Olá, Dona Tristeza! Talvez seja mesmo da sua natureza, aparecer assim, sem avisar. Se eu soubesse que viria, teria colocado um vestido florido, um batom colorido, um perfume de flor. Mas, como chegou de repente, apenas posso lhe oferecer um aceno breve, um carinho leve como prova de amor. Fique à vontade. Sente-se na varanda para ver o pôr-do-sol. Escolha um livro da estante e aproveite a viagem da história. Encante-se com as minhas orquídeas, brinque um pouquinho com os gatos. Quem sabe não fique tocada pelo amor que vive nessa casa, esqueça de ser tão séria e deixe escapar um sorriso.
Mas, se depois de ter a chance de conhecer meus cantos e os encantos desse lar, ainda quiser ficar… Espero que me perdoe a falta de atenção. Acabo de colocar um bolo no forno, tenho gavetas a arrumar, fotos a visitar, histórias a escrever e uma vida para viver. Como pode ver, há tantas coisas a quem dar a minha doce atenção. Não posso me sentar com você na sala e dar ouvidos eternos às suas mágoas antigas.
Assim, se tiver que chorar, que seja um deságue bendito. Que jorre do seu peito, todos de uma vez: o medo, a dor e a raiva. Deixe que escorram por aí, soltos, aceitos e libertos.

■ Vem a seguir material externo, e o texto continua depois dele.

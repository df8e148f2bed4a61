//! The reconciliation engine.
//!
//! A [`Controller`] owns a data source, a scope and exactly one current
//! [`Snapshot`]. Each pass builds the next snapshot, either from scratch or
//! by rebuilding only the sections an event touches, diffs it against the
//! current one and installs it.

use crate::config::ControllerConfig;
use crate::error::{ControllerError, Result};
use crate::observer::{ChangeNotifier, ObserverToken, ResultsObserver};
use crate::source::{ChangeEvent, ChildId, DataSource, FetchRequest, ParentId, Scope};
use parking_lot::Mutex;
use std::collections::HashSet;
use std::sync::Arc;
use tiered_core::{IndexPath, Section, Snapshot, SortKey};
use tiered_delta::{reconcile, Delta};

type SnapshotOf<S> = Snapshot<<S as DataSource>::Parent, <S as DataSource>::Child>;
type SectionOf<S> = Section<<S as DataSource>::Parent, <S as DataSource>::Child>;

enum Mode<S: DataSource> {
    Query {
        request: FetchRequest<S::Parent>,
        section_sort: SortKey,
    },
    Single(ParentId<S>),
}

/// Keeps a two-level view of a [`DataSource`] and reports how it changes.
///
/// # Example
///
/// ```rust,ignore
/// use tiered_controller::{ChangeEvent, Controller, ControllerConfig, Scope};
///
/// let config = ControllerConfig::builder()
///     .child_key("tasks")
///     .section_sort(SortKey::ascending("name"))
///     .item_sort(SortKey::descending("priority"))
///     .build();
///
/// let mut controller = Controller::new(store, Scope::all(), config)?;
/// controller.perform_fetch()?;
///
/// let delta = controller.apply(ChangeEvent::Children(vec![task_id]))?;
/// ```
pub struct Controller<S: DataSource> {
    source: S,
    mode: Mode<S>,
    config: ControllerConfig,
    item_sort: SortKey,
    current: Option<Arc<SnapshotOf<S>>>,
    notifier: ChangeNotifier<S::Parent, S::Child>,
    passes: u64,
}

impl<S: DataSource> Controller<S> {
    /// Create a controller. Nothing is fetched until the first pass.
    pub fn new(source: S, scope: Scope<S::Parent>, config: ControllerConfig) -> Result<Self> {
        config.validate(!scope.is_single())?;
        let item_sort = required(&config.item_sort, "item_sort")?;

        let mode = match scope {
            Scope::Query(request) => {
                let section_sort = required(&config.section_sort, "section_sort")?;
                let request = match request.sort_key() {
                    Some(_) => request,
                    None => request.with_sort_key(section_sort.clone()),
                };
                Mode::Query {
                    request,
                    section_sort,
                }
            }
            Scope::Single(id) => Mode::Single(id),
        };

        Ok(Self {
            source,
            mode,
            config,
            item_sort,
            current: None,
            notifier: ChangeNotifier::new(),
            passes: 0,
        })
    }

    /// A controller over every parent matching `request`.
    pub fn with_query(
        source: S,
        request: FetchRequest<S::Parent>,
        config: ControllerConfig,
    ) -> Result<Self> {
        Self::new(source, Scope::Query(request), config)
    }

    /// A controller showing one section for `parent`.
    pub fn with_parent(source: S, parent: ParentId<S>, config: ControllerConfig) -> Result<Self> {
        Self::new(source, Scope::Single(parent), config)
    }

    // === Passes ===

    /// Build the view from scratch. The first pass is the baseline and
    /// reports an empty delta.
    pub fn perform_fetch(&mut self) -> Result<Delta> {
        self.apply(ChangeEvent::Reload)
    }

    /// Run one pass for `event` and return the delta it produced.
    ///
    /// On error the current snapshot is left exactly as it was and the
    /// observer is not called.
    pub fn apply(&mut self, event: ChangeEvent<ParentId<S>, ChildId<S>>) -> Result<Delta> {
        let next = match (self.current.clone(), event) {
            (None, _) | (_, ChangeEvent::Reload) => self.build_full(),
            (Some(current), ChangeEvent::Parents(ids)) => self.rebuild(&current, ids),
            (Some(current), ChangeEvent::Children(ids)) => self
                .owners_of_children(&current, &ids)
                .and_then(|parents| self.rebuild(&current, parents)),
            (Some(current), ChangeEvent::Scoped { parents, children }) => self
                .owners_of_children(&current, &children)
                .and_then(|owners| {
                    let affected = parents.into_iter().chain(owners).collect();
                    self.rebuild(&current, affected)
                }),
        };

        match next {
            Ok(snapshot) => Ok(self.install(snapshot)),
            Err(err) => {
                tracing::warn!(pass = self.passes + 1, error = %err, "pass failed, keeping current snapshot");
                Err(err)
            }
        }
    }

    fn build_full(&self) -> Result<SnapshotOf<S>> {
        match &self.mode {
            Mode::Query {
                request,
                section_sort,
            } => {
                let parents = self
                    .source
                    .fetch_parents(request)
                    .map_err(ControllerError::data_source)?;
                let sections = parents
                    .into_iter()
                    .filter(|p| request.matches(p))
                    .map(|p| self.build_section(p))
                    .collect::<Result<Vec<_>>>()?;
                Ok(Snapshot::build(sections, section_sort))
            }
            Mode::Single(id) => Ok(Snapshot::from_ordered(self.single_section(id)?)),
        }
    }

    /// Rebuild only the sections for `affected`, sharing every other section
    /// with `current`.
    fn rebuild(&self, current: &SnapshotOf<S>, affected: Vec<ParentId<S>>) -> Result<SnapshotOf<S>> {
        let mut seen = HashSet::with_capacity(affected.len());
        let affected: Vec<_> = affected.into_iter().filter(|id| seen.insert(id.clone())).collect();

        match &self.mode {
            Mode::Query {
                request,
                section_sort,
            } => {
                let mut rebuilt = Vec::with_capacity(affected.len());
                for id in &affected {
                    let parent = self
                        .source
                        .fetch_parent(id)
                        .map_err(ControllerError::data_source)?;
                    match parent {
                        Some(parent) if request.matches(&parent) => {
                            rebuilt.push(self.build_section(parent)?);
                        }
                        _ => tracing::trace!(parent = ?id, "parent left the scope"),
                    }
                }
                Ok(current.replace_sections(&seen, rebuilt, section_sort))
            }
            Mode::Single(id) if seen.contains(id) => {
                Ok(Snapshot::from_ordered(self.single_section(id)?))
            }
            Mode::Single(_) => Ok(current.clone()),
        }
    }

    /// Parents whose sections may change because `children` changed: the
    /// sections holding them now plus the parents the source relates them to.
    fn owners_of_children(
        &self,
        current: &SnapshotOf<S>,
        children: &[ChildId<S>],
    ) -> Result<Vec<ParentId<S>>> {
        let mut parents = Vec::new();
        for child in children {
            for path in current.index_paths_of(child) {
                if let Some(parent) = current.section(path.section) {
                    parents.push(parent.parent_id());
                }
            }
            let owners = self
                .source
                .owners_of(child, &self.config.child_key)
                .map_err(ControllerError::data_source)?;
            parents.extend(owners);
        }
        Ok(parents)
    }

    fn single_section(&self, id: &ParentId<S>) -> Result<Option<SectionOf<S>>> {
        let parent = self
            .source
            .fetch_parent(id)
            .map_err(ControllerError::data_source)?;
        parent.map(|p| self.build_section(p)).transpose()
    }

    fn build_section(&self, parent: S::Parent) -> Result<SectionOf<S>> {
        let children = self
            .source
            .fetch_children(&parent, &self.config.child_key)
            .map_err(ControllerError::data_source)?;
        Ok(Section::build(parent, children, &self.item_sort))
    }

    fn install(&mut self, next: SnapshotOf<S>) -> Delta {
        let delta = reconcile(self.current.as_deref(), &next);
        let next = Arc::new(next);
        self.current = Some(next.clone());
        self.passes += 1;

        tracing::debug!(
            pass = self.passes,
            sections = next.section_count(),
            items = next.total_items(),
            deleted_sections = delta.deleted_sections.len(),
            inserted_sections = delta.inserted_sections.len(),
            deleted_items = delta.deleted_items.len(),
            inserted_items = delta.inserted_items.len(),
            "pass reconciled"
        );

        if !delta.is_empty() || self.config.notify_when_empty {
            self.notifier.notify(&next, &delta);
        }
        delta
    }

    // === Lookups ===

    /// The current snapshot; empty before the first pass.
    pub fn snapshot(&self) -> Arc<SnapshotOf<S>> {
        self.current
            .clone()
            .unwrap_or_else(|| Arc::new(Snapshot::empty()))
    }

    pub fn number_of_sections(&self) -> usize {
        self.current.as_ref().map_or(0, |s| s.section_count())
    }

    pub fn number_of_objects_in_section(&self, section: usize) -> Option<usize> {
        self.current.as_ref()?.item_count(section)
    }

    /// The parent entity shown as `section`.
    pub fn object_for_section(&self, section: usize) -> Option<&S::Parent> {
        self.current.as_ref()?.parent(section)
    }

    pub fn section_index_of(&self, parent: &ParentId<S>) -> Option<usize> {
        self.current.as_ref()?.section_index_of(parent)
    }

    pub fn object_at(&self, path: IndexPath) -> Option<&S::Child> {
        self.current.as_ref()?.item(path)
    }

    /// First coordinate of `child` in section order.
    pub fn index_path_of(&self, child: &ChildId<S>) -> Option<IndexPath> {
        self.current.as_ref()?.index_path_of(child)
    }

    pub fn all_objects_in_section(&self, section: usize) -> Option<&[S::Child]> {
        self.current.as_ref()?.items(section)
    }

    // === Observer ===

    /// Register the observer, replacing any previous one. Only a weak
    /// reference is kept.
    pub fn register_observer<O>(&mut self, observer: &Arc<Mutex<O>>) -> ObserverToken
    where
        O: ResultsObserver<S::Parent, S::Child> + Send + 'static,
    {
        self.notifier.register(observer)
    }

    pub fn unregister_observer(&mut self, token: ObserverToken) -> bool {
        self.notifier.unregister(token)
    }

    // === Accessors ===

    pub fn source(&self) -> &S {
        &self.source
    }

    /// Mutable access to the source. Changes become visible on the next pass.
    pub fn source_mut(&mut self) -> &mut S {
        &mut self.source
    }

    pub fn config(&self) -> &ControllerConfig {
        &self.config
    }

    pub fn has_fetched(&self) -> bool {
        self.current.is_some()
    }

    /// Number of successful passes so far.
    pub fn passes(&self) -> u64 {
        self.passes
    }
}

fn required(sort: &Option<SortKey>, name: &str) -> Result<SortKey> {
    sort.clone()
        .ok_or_else(|| ControllerError::Configuration(format!("{} is required", name)))
}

Hei de achar um vaso bonito para guardar suas lágrimas e transformá-las em algo fecundo, no alimento de alguma flor.
E, depois de chorar, descanse um pouquinho. Aproveite a moleza que brota por todas partes do corpo, depois que a gente deságua. Deite sua cabecinha prateada de sonhos esquecidos no travesseiro cheiroso de camomila. Esqueça um pouco de doer. Feche os olhos, de um jeito manso e entregue. Aproveite a quietude que vem depois da tempestade.
E, se quando acordar, ainda quiser conversar comigo… Venha desarmada. Diga, sem rodeios, o que quer. Não me prenda em suas rendas incertas, de uma melancolia preguiçosa, que nem germina, nem floresce. Abra seu coração comigo. Somos amigas de longa data.
Hei de entender seus motivos, sua falta de jeito, sua persistência. Hei de ouvir seus gemidos e fazer poesia de seus segredos. Por fim, faça a gentileza de partir de mansinho. Feche a porta devagarinho, não olhe para trás, nem pise nas flores do caminho. Uma parte pequenina de mim, parte com você. E espera, com todo fogo redentor daqueles que creem que sonhos nunca são impossíveis, que você se dissolva numa nuvem. E volte, apenas quando for capaz de transformar em chuva mansa, o que um dia foi tormenta.